### PROBLEM REQUIREMENTS
Pull every line with the word "PluginMetadata" out of the entries below.

══════

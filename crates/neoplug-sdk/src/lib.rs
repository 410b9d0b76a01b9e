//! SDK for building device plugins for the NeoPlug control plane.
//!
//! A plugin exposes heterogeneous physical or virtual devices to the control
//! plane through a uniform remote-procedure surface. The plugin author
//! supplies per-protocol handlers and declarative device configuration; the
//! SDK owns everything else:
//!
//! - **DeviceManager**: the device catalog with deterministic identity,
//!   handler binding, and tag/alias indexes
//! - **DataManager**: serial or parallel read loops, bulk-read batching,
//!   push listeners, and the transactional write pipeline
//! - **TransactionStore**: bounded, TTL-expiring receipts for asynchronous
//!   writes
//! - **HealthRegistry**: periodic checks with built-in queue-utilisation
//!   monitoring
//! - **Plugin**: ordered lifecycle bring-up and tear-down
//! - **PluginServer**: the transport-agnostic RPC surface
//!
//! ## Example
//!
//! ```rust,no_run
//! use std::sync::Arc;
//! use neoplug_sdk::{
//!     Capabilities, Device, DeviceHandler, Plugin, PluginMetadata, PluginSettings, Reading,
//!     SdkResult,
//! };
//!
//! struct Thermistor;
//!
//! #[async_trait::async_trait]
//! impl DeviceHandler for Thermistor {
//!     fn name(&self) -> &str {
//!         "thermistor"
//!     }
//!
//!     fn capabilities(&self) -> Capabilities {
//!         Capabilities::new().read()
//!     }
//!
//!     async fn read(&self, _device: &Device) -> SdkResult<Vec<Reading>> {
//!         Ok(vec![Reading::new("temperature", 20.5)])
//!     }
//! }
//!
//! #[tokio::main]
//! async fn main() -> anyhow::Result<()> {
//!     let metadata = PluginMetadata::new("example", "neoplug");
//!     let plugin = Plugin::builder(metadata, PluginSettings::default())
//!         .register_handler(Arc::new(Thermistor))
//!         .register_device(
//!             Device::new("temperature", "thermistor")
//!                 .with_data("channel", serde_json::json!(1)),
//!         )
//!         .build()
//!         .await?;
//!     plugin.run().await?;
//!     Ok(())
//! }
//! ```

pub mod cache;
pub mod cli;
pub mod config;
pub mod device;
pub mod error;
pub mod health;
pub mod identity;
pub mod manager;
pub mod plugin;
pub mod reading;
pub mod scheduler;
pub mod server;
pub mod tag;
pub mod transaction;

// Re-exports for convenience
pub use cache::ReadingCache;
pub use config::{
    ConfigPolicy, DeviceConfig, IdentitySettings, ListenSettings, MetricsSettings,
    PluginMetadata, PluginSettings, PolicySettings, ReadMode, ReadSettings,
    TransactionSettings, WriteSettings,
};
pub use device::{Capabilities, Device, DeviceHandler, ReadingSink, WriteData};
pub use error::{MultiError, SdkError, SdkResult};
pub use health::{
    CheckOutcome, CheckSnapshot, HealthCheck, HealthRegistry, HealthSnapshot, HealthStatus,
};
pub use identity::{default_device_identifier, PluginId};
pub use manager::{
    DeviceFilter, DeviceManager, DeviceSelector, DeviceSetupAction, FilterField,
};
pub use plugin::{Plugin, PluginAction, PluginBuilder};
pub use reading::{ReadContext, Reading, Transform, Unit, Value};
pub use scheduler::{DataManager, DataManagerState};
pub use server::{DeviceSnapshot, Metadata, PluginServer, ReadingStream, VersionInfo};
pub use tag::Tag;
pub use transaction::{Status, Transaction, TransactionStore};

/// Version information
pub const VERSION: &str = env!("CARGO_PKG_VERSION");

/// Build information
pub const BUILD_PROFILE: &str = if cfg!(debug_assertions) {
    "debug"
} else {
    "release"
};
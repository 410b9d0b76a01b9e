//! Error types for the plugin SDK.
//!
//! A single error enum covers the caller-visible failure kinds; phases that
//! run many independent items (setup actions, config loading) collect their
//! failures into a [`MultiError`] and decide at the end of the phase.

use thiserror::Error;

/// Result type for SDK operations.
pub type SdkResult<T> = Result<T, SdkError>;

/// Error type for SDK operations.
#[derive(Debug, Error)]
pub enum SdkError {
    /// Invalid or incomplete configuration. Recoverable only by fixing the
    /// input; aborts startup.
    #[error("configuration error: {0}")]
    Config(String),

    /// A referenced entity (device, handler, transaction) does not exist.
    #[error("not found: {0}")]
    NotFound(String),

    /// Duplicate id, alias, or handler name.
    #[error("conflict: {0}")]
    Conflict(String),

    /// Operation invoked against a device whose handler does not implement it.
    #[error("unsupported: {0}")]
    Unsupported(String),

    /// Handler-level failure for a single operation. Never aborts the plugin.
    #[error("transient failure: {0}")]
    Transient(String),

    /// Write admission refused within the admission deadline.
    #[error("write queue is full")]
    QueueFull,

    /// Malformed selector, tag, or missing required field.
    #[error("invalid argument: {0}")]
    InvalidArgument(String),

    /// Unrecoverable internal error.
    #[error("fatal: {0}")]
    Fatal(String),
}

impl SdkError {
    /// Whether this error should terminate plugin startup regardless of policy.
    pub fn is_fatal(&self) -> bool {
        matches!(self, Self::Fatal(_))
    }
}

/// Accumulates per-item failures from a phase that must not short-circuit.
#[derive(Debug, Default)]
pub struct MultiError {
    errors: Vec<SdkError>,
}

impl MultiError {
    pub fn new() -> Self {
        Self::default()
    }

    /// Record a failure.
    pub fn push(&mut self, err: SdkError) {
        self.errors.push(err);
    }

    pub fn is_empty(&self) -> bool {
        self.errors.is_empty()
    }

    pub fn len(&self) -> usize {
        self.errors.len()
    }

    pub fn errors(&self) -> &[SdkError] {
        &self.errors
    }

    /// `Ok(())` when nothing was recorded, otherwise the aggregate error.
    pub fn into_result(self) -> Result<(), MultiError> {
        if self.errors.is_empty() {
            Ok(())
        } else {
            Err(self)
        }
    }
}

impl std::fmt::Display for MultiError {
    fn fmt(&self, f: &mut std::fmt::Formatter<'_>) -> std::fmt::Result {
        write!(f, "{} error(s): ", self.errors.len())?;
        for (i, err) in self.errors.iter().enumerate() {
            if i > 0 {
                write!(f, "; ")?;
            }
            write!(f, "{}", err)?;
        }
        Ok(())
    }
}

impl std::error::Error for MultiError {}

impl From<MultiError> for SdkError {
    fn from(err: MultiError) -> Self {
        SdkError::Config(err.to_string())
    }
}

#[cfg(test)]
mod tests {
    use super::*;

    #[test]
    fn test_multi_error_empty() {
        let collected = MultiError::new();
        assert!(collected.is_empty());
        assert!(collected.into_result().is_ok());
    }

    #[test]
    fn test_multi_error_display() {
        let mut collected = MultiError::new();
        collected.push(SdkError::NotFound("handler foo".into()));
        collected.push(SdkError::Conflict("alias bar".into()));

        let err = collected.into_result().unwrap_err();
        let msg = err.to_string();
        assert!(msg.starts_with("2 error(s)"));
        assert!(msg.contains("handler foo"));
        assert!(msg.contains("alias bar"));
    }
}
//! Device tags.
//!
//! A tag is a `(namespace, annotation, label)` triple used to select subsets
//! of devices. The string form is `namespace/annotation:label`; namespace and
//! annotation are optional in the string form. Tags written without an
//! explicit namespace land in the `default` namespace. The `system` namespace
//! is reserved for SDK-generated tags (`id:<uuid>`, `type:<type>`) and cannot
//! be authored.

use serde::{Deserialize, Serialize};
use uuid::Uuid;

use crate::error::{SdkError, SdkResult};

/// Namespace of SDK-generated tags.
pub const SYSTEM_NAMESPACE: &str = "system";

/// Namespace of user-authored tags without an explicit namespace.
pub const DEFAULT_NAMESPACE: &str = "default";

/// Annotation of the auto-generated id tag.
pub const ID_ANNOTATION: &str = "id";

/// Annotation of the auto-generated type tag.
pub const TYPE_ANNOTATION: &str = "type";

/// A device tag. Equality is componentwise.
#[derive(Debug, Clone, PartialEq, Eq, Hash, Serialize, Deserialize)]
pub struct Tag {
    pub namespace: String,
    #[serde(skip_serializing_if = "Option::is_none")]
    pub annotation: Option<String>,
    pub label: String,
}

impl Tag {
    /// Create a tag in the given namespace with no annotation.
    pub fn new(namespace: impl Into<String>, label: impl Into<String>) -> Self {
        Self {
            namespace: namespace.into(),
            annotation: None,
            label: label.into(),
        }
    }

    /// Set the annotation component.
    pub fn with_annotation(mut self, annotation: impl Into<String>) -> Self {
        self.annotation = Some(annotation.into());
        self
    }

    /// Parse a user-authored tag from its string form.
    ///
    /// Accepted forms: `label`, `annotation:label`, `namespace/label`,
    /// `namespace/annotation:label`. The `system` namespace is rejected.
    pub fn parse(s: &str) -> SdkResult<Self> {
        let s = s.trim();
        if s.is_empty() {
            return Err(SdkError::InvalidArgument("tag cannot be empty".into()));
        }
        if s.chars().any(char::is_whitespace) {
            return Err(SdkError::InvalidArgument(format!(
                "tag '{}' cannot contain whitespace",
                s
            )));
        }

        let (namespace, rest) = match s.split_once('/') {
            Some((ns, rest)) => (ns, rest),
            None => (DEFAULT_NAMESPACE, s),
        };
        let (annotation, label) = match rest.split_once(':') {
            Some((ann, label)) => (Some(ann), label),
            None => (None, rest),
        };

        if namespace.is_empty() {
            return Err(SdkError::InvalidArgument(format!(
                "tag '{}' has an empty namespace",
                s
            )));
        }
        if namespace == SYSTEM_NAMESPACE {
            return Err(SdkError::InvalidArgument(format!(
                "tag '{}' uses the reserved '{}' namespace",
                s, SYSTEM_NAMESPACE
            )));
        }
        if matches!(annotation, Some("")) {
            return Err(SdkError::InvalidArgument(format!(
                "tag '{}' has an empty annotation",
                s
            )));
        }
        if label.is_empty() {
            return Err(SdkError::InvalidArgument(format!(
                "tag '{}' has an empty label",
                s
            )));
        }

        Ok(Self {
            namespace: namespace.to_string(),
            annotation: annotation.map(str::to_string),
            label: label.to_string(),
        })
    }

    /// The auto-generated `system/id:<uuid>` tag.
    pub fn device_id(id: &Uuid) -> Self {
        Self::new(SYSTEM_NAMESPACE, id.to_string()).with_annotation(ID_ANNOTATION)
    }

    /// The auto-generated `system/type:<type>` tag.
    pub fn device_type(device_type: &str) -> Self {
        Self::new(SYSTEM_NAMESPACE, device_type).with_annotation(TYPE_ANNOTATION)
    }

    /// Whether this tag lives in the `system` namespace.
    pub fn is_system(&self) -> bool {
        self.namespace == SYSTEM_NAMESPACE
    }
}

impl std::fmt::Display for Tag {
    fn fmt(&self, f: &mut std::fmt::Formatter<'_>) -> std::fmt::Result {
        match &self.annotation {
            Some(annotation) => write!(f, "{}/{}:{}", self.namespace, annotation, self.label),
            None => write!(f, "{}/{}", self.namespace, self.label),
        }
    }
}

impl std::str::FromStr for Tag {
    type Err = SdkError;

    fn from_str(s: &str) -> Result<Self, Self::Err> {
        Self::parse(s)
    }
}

══════

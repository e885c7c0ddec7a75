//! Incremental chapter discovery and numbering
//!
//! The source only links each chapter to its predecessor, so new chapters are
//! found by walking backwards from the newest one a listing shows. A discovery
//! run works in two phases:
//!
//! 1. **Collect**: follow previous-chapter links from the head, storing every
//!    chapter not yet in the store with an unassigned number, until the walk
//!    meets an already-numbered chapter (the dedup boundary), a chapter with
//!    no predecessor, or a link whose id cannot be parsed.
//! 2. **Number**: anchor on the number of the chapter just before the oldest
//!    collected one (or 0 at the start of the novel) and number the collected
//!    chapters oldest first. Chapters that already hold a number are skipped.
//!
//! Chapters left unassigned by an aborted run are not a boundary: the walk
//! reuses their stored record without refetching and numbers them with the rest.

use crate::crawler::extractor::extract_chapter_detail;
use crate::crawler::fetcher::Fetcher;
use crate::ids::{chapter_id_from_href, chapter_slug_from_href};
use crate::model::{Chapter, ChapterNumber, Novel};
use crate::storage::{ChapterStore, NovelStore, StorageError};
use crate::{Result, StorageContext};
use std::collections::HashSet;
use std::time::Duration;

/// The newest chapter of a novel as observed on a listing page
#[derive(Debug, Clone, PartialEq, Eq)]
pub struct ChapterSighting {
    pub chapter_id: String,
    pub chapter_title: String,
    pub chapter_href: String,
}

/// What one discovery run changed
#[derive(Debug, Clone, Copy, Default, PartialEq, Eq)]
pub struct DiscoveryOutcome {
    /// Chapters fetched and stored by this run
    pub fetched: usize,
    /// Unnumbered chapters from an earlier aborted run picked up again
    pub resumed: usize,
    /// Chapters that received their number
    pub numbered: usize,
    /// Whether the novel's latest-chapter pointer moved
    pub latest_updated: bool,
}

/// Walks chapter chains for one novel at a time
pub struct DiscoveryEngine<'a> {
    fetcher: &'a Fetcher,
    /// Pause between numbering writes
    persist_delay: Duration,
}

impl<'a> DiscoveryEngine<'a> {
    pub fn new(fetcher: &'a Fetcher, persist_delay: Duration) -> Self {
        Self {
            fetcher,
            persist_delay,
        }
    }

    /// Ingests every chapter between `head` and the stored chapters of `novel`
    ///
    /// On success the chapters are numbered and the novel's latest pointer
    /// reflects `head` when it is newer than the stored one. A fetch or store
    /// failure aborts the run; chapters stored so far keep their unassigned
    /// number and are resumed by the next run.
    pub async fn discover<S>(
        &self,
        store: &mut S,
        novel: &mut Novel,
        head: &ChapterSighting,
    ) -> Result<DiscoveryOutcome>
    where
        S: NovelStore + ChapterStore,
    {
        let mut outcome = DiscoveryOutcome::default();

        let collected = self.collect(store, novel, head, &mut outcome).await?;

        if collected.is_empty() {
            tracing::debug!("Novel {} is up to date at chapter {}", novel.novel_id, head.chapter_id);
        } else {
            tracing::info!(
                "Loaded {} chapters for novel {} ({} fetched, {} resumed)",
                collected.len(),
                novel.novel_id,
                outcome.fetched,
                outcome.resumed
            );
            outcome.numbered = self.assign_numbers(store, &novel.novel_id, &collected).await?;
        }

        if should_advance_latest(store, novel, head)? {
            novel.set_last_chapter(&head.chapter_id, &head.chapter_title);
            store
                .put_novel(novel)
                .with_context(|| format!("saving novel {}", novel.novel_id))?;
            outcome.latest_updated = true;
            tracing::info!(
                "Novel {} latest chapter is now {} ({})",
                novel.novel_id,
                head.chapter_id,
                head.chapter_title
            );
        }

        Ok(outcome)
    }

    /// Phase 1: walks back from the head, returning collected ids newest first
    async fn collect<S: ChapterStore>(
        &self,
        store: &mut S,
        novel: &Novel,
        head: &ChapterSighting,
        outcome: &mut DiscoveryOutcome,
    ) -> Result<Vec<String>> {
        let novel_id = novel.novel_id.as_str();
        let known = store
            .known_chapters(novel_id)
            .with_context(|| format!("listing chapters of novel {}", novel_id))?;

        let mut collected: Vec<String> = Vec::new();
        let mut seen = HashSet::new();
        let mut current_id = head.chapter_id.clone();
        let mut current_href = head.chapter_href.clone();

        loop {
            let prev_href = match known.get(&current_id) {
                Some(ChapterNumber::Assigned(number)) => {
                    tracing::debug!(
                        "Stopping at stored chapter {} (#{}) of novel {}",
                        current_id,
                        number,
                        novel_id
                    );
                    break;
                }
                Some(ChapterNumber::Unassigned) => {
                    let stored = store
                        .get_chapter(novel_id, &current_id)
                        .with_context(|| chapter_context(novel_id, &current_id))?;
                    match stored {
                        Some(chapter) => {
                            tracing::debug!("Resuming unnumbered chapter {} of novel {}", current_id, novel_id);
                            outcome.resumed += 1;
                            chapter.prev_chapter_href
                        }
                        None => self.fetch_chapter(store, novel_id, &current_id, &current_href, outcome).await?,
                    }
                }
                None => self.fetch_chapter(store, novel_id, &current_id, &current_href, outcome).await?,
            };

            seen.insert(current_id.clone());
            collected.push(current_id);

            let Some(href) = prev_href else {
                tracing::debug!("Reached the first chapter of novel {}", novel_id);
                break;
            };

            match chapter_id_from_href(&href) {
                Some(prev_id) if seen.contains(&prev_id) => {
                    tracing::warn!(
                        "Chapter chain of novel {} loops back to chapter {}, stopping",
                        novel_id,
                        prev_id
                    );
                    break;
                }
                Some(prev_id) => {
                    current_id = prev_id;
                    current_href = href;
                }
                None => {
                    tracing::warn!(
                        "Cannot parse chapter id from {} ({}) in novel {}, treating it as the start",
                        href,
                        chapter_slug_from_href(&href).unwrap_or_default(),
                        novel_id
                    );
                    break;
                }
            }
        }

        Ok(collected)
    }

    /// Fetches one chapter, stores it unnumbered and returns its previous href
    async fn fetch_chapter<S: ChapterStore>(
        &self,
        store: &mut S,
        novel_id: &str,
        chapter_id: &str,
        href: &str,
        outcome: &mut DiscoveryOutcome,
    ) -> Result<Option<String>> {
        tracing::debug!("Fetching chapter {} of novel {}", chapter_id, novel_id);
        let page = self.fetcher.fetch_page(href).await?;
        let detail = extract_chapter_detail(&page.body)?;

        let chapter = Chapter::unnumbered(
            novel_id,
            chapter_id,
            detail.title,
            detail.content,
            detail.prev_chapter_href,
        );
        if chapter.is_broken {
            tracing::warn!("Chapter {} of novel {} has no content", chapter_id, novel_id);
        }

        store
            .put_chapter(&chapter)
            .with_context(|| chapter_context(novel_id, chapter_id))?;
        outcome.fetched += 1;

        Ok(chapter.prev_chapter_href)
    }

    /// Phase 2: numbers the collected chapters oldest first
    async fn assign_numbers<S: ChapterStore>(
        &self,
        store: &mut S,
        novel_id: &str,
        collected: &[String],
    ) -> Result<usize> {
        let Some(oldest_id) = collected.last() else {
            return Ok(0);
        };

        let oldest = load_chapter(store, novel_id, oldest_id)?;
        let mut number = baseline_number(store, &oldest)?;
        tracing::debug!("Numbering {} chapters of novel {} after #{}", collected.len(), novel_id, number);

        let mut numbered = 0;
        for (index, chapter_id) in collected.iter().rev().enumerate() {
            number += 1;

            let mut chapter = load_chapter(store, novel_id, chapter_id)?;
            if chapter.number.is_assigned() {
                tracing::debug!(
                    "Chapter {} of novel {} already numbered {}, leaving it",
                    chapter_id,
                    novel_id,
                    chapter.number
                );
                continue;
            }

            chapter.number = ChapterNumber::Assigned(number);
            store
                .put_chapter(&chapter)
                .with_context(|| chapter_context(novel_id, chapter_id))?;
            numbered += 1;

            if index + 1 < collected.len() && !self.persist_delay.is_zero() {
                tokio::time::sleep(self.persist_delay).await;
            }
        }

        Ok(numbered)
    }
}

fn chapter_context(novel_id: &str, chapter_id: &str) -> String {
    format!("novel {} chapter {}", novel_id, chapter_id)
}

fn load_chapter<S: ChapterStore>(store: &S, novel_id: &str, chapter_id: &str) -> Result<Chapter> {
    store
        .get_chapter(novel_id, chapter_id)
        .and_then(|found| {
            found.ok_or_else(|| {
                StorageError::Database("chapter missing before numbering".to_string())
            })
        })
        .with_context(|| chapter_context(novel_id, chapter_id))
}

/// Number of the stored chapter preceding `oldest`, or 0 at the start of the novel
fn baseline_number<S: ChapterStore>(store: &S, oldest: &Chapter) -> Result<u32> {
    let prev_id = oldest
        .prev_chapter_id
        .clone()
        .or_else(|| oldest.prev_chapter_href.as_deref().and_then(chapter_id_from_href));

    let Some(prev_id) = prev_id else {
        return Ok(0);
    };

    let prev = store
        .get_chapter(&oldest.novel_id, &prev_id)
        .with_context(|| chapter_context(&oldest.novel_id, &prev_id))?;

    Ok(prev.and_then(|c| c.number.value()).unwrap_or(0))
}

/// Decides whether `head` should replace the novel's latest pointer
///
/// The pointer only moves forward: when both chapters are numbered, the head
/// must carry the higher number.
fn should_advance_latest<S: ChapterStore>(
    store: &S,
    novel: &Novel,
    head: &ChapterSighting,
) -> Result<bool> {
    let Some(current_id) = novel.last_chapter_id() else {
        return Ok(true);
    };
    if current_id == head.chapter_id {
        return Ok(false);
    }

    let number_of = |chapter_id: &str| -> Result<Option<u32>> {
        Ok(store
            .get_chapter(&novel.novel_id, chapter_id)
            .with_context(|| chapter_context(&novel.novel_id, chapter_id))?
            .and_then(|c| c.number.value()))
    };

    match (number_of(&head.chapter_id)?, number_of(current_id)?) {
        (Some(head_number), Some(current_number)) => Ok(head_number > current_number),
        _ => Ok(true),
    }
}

══════

### TASK ANSWER
//!     Capabilities, Device, DeviceHandler, Plugin, PluginMetadata, PluginSettings, Reading,
//!     let metadata = PluginMetadata::new("example", "neoplug");
    PluginMetadata, PluginSettings, PolicySettings, ReadMode, ReadSettings,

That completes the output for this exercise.